Dark Energy Grows Over Time - Alternative View

Dark Energy Grows Over Time - Alternative View
Dark Energy Grows Over Time - Alternative View

Video: Dark Energy Grows Over Time - Alternative View

Video: Dark Energy Grows Over Time - Alternative View
Video: What If Dark Energy Increases? | Unveiled 2024, May
Anonim

Dark energy may not be a cosmological constant, according to a new study of quasars. New scientific work suggests that this force may have changed in the 13.8 billion years since the Big Bang.

“We observed quasars just a billion years after the Big Bang and found that the expansion of the universe to this day has been faster than expected,” says lead author Guido Risaliti of the University of Florence. "This could mean that the older the space, the stronger the dark energy becomes."

Quasars are fast-growing supermassive black holes at the centers of galaxies. The incredible luminosity of quasars comes from disks of material orbiting black holes. These rapidly spinning discs produce massive amounts of ultraviolet radiation, some of which collides with electrons in nearby gas clouds. Such interactions can amplify ultraviolet radiation to X-ray levels, producing powerful light at multiple wavelengths of high-energy light.

Risality and his colleague Elisabetta Lusso of Durham University in England have determined that the relationship between the two types of light can indicate the distance to the quasar. They investigated this ratio in nearly 1600 quasars. They used the Chandra X-ray Observatory and the XMM-Newton spacecraft to observe the X-rays from the quasars, and the ground-based Sloan Digital Sky Survey for ultraviolet analysis.

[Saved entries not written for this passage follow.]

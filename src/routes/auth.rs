/**
 * Auth Routes
 * Registration, password login, token refresh, profile and the OAuth flows
 */
use axum::{
    extract::{Query, State},
    http::{header, HeaderMap},
    response::{AppendHeaders, IntoResponse, Redirect, Response},
};
use serde::{Deserialize, Serialize};
use validator::Validate;

use crate::auth::{
    clear_cookie, cookie, extract::cookie_value, password, provider::resolve_account,
    redirect_cookie, token_digest, AuthProvider, AuthUser, Credentials, TokenPair,
    OAUTH_STATE_COOKIE, TOKEN_COOKIE,
};
use crate::db::models::{NewUser, ProviderKind, Role, User, UserPatch};
use crate::error::{AppError, Result};
use crate::response::ApiResponse;
use crate::services::mailer;
use crate::state::AppState;
use crate::validation::{
    asset_url, empty_string_as_none, password_strength, Payload, ValidatedJson,
    LETTERS_AND_SPACES,
};

const OAUTH_STATE_TTL_SECS: i64 = 600;

// ============================================================================
// Request/Response Types
// ============================================================================

/// Request body for POST /auth/register
#[derive(Debug, Deserialize, Validate)]
pub struct RegisterRequest {
    #[serde(default)]
    #[validate(
        length(min = 2, max = 50, message = "Name must be 2-50 characters"),
        regex(path = *LETTERS_AND_SPACES, message = "Name can only contain letters and spaces")
    )]
    pub name: String,

    #[serde(default)]
    #[validate(
        email(message = "Please provide a valid email"),
        length(max = 254, message = "Email must be under 254 characters")
    )]
    pub email: String,

    #[serde(default)]
    #[validate(
        length(min = 8, max = 128, message = "Password must be 8-128 characters"),
        custom(function = "password_strength")
    )]
    pub password: String,
}

impl Payload for RegisterRequest {}

/// Request body for POST /auth/login
#[derive(Debug, Deserialize, Validate)]
pub struct LoginRequest {
    #[serde(default)]
    #[validate(email(message = "Please provide a valid email"))]
    pub email: String,

    #[serde(default)]
    #[validate(length(min = 1, max = 128, message = "Password is required"))]
    pub password: String,
}

impl Payload for LoginRequest {}

#[derive(Debug, Deserialize, Validate)]
#[serde(rename_all = "camelCase")]
pub struct RefreshRequest {
    #[serde(default)]
    #[validate(length(min = 1, message = "Refresh token is required"))]
    pub refresh_token: String,
}

impl Payload for RefreshRequest {}

/// Request body for PUT /auth/profile; absent fields are left unchanged
#[derive(Debug, Deserialize, Validate)]
pub struct UpdateProfileRequest {
    #[serde(default, deserialize_with = "empty_string_as_none")]
    #[validate(
        length(min = 2, max = 50, message = "Name must be 2-50 characters"),
        regex(path = *LETTERS_AND_SPACES, message = "Name can only contain letters and spaces")
    )]
    pub name: Option<String>,

    #[serde(default, deserialize_with = "empty_string_as_none")]
    #[validate(
        email(message = "Please provide a valid email"),
        length(max = 254, message = "Email must be under 254 characters")
    )]
    pub email: Option<String>,

    #[serde(default, deserialize_with = "empty_string_as_none")]
    #[validate(custom(function = "asset_url"))]
    pub avatar: Option<String>,
}

impl Payload for UpdateProfileRequest {}

#[derive(Debug, Deserialize, Validate)]
#[serde(rename_all = "camelCase")]
pub struct ChangePasswordRequest {
    #[serde(default)]
    #[validate(length(min = 1, message = "Current password is required"))]
    pub current_password: String,

    #[serde(default)]
    #[validate(
        length(min = 8, max = 128, message = "New password must be 8-128 characters"),
        custom(function = "password_strength")
    )]
    pub new_password: String,
}

impl Payload for ChangePasswordRequest {}

/// Query string the provider appends to the callback URL
#[derive(Debug, Deserialize)]
pub struct OAuthCallback {
    pub code: Option<String>,
    pub state: Option<String>,
    pub error: Option<String>,
}

/// User plus a fresh token pair
#[derive(Debug, Serialize)]
pub struct SessionData {
    pub user: User,
    #[serde(flatten)]
    pub tokens: TokenPair,
}

// ============================================================================
// Session helpers
// ============================================================================

/// Issue a token pair and make its refresh token the single active one.
async fn start_session(state: &AppState, user: &User) -> Result<TokenPair> {
    let tokens = state.jwt.issue_pair(user)?;
    state
        .store
        .set_refresh_token(&user.id, Some(&token_digest(&tokens.refresh_token)))
        .await?;
    Ok(tokens)
}

fn session_cookie(state: &AppState, access_token: &str) -> String {
    cookie(
        TOKEN_COOKIE,
        access_token,
        state.jwt.access_ttl().num_seconds(),
        state.config.is_production(),
    )
}

fn invalid_refresh() -> AppError {
    AppError::Unauthorized("Invalid refresh token".into())
}

// ============================================================================
// Password accounts
// ============================================================================

/// POST /auth/register - Create a local account
pub async fn register(
    State(state): State<AppState>,
    ValidatedJson(body): ValidatedJson<RegisterRequest>,
) -> Result<Response> {
    let email = body.email.to_lowercase();
    if state.store.find_user_by_email(&email).await?.is_some() {
        return Err(AppError::Conflict("User already exists with this email".into()));
    }

    let password_hash = password::hash_password(body.password, state.config.bcrypt_cost).await?;
    let user = state
        .store
        .insert_user(NewUser {
            email,
            password_hash: Some(password_hash),
            name: body.name,
            avatar: None,
            role: Role::User,
            provider: ProviderKind::Local,
            provider_id: None,
        })
        .await?;
    tracing::info!(user_id = %user.id, email = %user.email, "user registered");

    state.send_in_background(mailer::welcome_email(&user));

    let tokens = start_session(&state, &user).await?;
    let set_cookie = session_cookie(&state, &tokens.access_token);
    Ok((
        [(header::SET_COOKIE, set_cookie)],
        ApiResponse::created("User registered successfully", SessionData { user, tokens }),
    )
        .into_response())
}

/// POST /auth/login - Authenticate with email and password
pub async fn login(
    State(state): State<AppState>,
    ValidatedJson(body): ValidatedJson<LoginRequest>,
) -> Result<Response> {
    let identity = AuthProvider::Local
        .verify(
            &*state.store,
            &state.http,
            Credentials::Password {
                email: body.email,
                password: body.password,
            },
        )
        .await?;
    let user = resolve_account(&*state.store, identity).await?;
    tracing::info!(user_id = %user.id, "user logged in");

    let tokens = start_session(&state, &user).await?;
    let set_cookie = session_cookie(&state, &tokens.access_token);
    Ok((
        [(header::SET_COOKIE, set_cookie)],
        ApiResponse::ok("Login successful", SessionData { user, tokens }),
    )
        .into_response())
}

/// POST /auth/refresh-token - Trade the active refresh token for a new pair
pub async fn refresh_token(
    State(state): State<AppState>,
    ValidatedJson(body): ValidatedJson<RefreshRequest>,
) -> Result<Response> {
    let claims = state
        .jwt
        .verify_refresh(&body.refresh_token)
        .map_err(|_| invalid_refresh())?;

    let user = state
        .store
        .find_user(&claims.sub)
        .await?
        .filter(|u| u.is_active)
        .ok_or_else(invalid_refresh)?;

    let digest = token_digest(&body.refresh_token);
    if user.refresh_token_hash.as_deref() != Some(digest.as_str()) {
        tracing::warn!(user_id = %user.id, "superseded refresh token presented");
        return Err(invalid_refresh());
    }

    let tokens = start_session(&state, &user).await?;
    let set_cookie = session_cookie(&state, &tokens.access_token);
    Ok((
        [(header::SET_COOKIE, set_cookie)],
        ApiResponse::ok("Token refreshed successfully", tokens),
    )
        .into_response())
}

/// POST /auth/logout - Drop the stored refresh token and the session cookie
pub async fn logout(State(state): State<AppState>, AuthUser(user): AuthUser) -> Result<Response> {
    state.store.set_refresh_token(&user.id, None).await?;
    tracing::info!(user_id = %user.id, "user logged out");
    Ok((
        [(
            header::SET_COOKIE,
            clear_cookie(TOKEN_COOKIE, state.config.is_production()),
        )],
        ApiResponse::message_only("Logout successful"),
    )
        .into_response())
}

/// GET /auth/profile
pub async fn get_profile(AuthUser(user): AuthUser) -> ApiResponse<User> {
    ApiResponse::ok("Profile retrieved successfully", user)
}

/// PUT /auth/profile
pub async fn update_profile(
    State(state): State<AppState>,
    AuthUser(user): AuthUser,
    ValidatedJson(body): ValidatedJson<UpdateProfileRequest>,
) -> Result<ApiResponse<User>> {
    let email = body.email.map(|e| e.to_lowercase());
    if let Some(email) = email.as_deref().filter(|e| *e != user.email) {
        if state.store.find_user_by_email(email).await?.is_some() {
            return Err(AppError::Conflict("Email already in use".into()));
        }
    }

    let updated = state
        .store
        .update_user(
            &user.id,
            UserPatch {
                name: body.name,
                email,
                avatar: body.avatar,
            },
        )
        .await?
        .ok_or_else(|| AppError::not_found("User"))?;
    Ok(ApiResponse::ok("Profile updated successfully", updated))
}

/// PUT /auth/change-password
pub async fn change_password(
    State(state): State<AppState>,
    AuthUser(user): AuthUser,
    ValidatedJson(body): ValidatedJson<ChangePasswordRequest>,
) -> Result<ApiResponse<()>> {
    let hash = user.password_hash.clone().ok_or_else(|| {
        AppError::BadRequest("This account signs in with an external provider".into())
    })?;
    if !password::verify_password(body.current_password, hash).await? {
        return Err(AppError::BadRequest("Current password is incorrect".into()));
    }

    let new_hash = password::hash_password(body.new_password, state.config.bcrypt_cost).await?;
    state.store.set_password(&user.id, &new_hash).await?;
    tracing::info!(user_id = %user.id, "password changed");
    Ok(ApiResponse::message_only("Password changed successfully"))
}

// ============================================================================
// OAuth
// ============================================================================

fn configured_provider(state: &AppState, kind: ProviderKind) -> Result<AuthProvider> {
    AuthProvider::oauth(kind, &state.config.oauth)
        .ok_or_else(|| AppError::NotFound(format!("{} authentication is not configured", kind)))
}

async fn begin_oauth(state: AppState, kind: ProviderKind) -> Result<Response> {
    let provider = configured_provider(&state, kind)?;
    let oauth_state = format!("{:032x}", rand::random::<u128>());
    let url = provider.authorize_url(&oauth_state)?;

    Ok((
        [(
            header::SET_COOKIE,
            redirect_cookie(
                OAUTH_STATE_COOKIE,
                &oauth_state,
                OAUTH_STATE_TTL_SECS,
                state.config.is_production(),
            ),
        )],
        Redirect::to(&url),
    )
        .into_response())
}

async fn complete_oauth(
    state: &AppState,
    kind: ProviderKind,
    headers: &HeaderMap,
    callback: OAuthCallback,
) -> Result<String> {
    if let Some(error) = callback.error {
        return Err(AppError::Unauthorized(format!("Provider refused sign-in: {}", error)));
    }
    let expected = cookie_value(headers, OAUTH_STATE_COOKIE);
    if expected.is_none() || callback.state != expected {
        return Err(AppError::Unauthorized("OAuth state mismatch".into()));
    }
    let code = callback
        .code
        .ok_or_else(|| AppError::Unauthorized("Missing authorization code".into()))?;

    let provider = configured_provider(state, kind)?;
    let identity = provider
        .verify(
            &*state.store,
            &state.http,
            Credentials::AuthorizationCode { code },
        )
        .await?;
    let user = resolve_account(&*state.store, identity).await?;
    tracing::info!(user_id = %user.id, provider = %kind, "oauth sign-in");

    let tokens = start_session(state, &user).await?;
    Ok(tokens.access_token)
}

async fn finish_oauth(
    state: AppState,
    kind: ProviderKind,
    headers: HeaderMap,
    callback: OAuthCallback,
) -> Result<Response> {
    let secure = state.config.is_production();
    let client_url = state.config.client_url.trim_end_matches('/').to_string();
    let clear_state = clear_cookie(OAUTH_STATE_COOKIE, secure);

    match complete_oauth(&state, kind, &headers, callback).await {
        Ok(access_token) => {
            let url = reqwest::Url::parse_with_params(
                &format!("{}/auth/success", client_url),
                &[("token", access_token.as_str())],
            )
            .map_err(AppError::internal)?;
            Ok((
                AppendHeaders([
                    (header::SET_COOKIE, clear_state),
                    (header::SET_COOKIE, session_cookie(&state, &access_token)),
                ]),
                Redirect::to(url.as_str()),
            )
                .into_response())
        }
        Err(e) => {
            tracing::warn!(provider = %kind, error = %e, "oauth sign-in failed");
            Ok((
                [(header::SET_COOKIE, clear_state)],
                Redirect::to(&format!("{}/login?error=oauth_failed", client_url)),
            )
                .into_response())
        }
    }
}

/// GET /auth/google - Redirect to the Google consent screen
pub async fn google_redirect(State(state): State<AppState>) -> Result<Response> {
    begin_oauth(state, ProviderKind::Google).await
}

/// GET /auth/google/callback
pub async fn google_callback(
    State(state): State<AppState>,
    headers: HeaderMap,
    Query(callback): Query<OAuthCallback>,
) -> Result<Response> {
    finish_oauth(state, ProviderKind::Google, headers, callback).await
}

/// GET /auth/github - Redirect to the GitHub consent screen
pub async fn github_redirect(State(state): State<AppState>) -> Result<Response> {
    begin_oauth(state, ProviderKind::Github).await
}

/// GET /auth/github/callback
pub async fn github_callback(
    State(state): State<AppState>,
    headers: HeaderMap,
    Query(callback): Query<OAuthCallback>,
) -> Result<Response> {
    finish_oauth(state, ProviderKind::Github, headers, callback).await
}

Risality and Lusso found that many quasars are incredibly far away. The most distant of them, for example, threw huge amounts of light into space just 1.1 billion years after the Big Bang.

“Because this is a new technique, we have taken additional steps to show that this method gives reliable results,” says Lusso. "We have shown that the results obtained with our technology coincide with measurements of supernovae over the past nine billion years, which gave us confidence in the reliability of our results at an earlier time."

Thus, the new results are consistent with some early observations of relatively nearby supernovae. Previous work found an apparently accelerated expansion compared to the early universe.

“Some scientists have suggested that new physics may be needed to explain this difference, which could also explain the increase in dark energy,” concludes Risality. "The new results are consistent with this assumption."